**What the task requires**
Reproduce exactly the opening lines of the listing, stopping after the line that contains "by swapping, so" and including it.

**Data supplied**
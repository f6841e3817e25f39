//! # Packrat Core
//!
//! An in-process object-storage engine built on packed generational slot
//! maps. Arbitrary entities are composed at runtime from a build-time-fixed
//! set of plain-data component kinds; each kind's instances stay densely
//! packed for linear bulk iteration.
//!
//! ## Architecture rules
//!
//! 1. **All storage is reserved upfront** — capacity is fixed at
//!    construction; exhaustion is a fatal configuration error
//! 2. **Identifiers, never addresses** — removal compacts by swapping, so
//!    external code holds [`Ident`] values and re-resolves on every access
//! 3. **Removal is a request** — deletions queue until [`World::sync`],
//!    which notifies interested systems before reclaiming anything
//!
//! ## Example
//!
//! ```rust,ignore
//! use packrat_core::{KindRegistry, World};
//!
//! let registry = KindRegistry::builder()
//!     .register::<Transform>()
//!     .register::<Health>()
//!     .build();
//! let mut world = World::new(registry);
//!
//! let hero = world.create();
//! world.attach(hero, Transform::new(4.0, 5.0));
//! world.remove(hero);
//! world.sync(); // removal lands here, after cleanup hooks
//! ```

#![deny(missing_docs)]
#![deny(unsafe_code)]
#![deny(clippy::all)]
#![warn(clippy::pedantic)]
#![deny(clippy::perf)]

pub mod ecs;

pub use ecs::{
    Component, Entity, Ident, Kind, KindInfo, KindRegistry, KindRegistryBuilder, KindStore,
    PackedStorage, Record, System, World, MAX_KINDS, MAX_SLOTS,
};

**Problem solution**
repository f6841e3817e25f39
//! # Packrat Core
//!
//! An in-process object-storage engine built on packed generational slot
//! maps. Arbitrary entities are composed at runtime from a build-time-fixed
//! set of plain-data component kinds; each kind's instances stay densely
//! packed for linear bulk iteration.
//!
//! ## Architecture rules
//!
//! 1. **All storage is reserved upfront** — capacity is fixed at
//!    construction; exhaustion is a fatal configuration error
//! 2. **Identifiers, never addresses** — removal compacts by swapping, so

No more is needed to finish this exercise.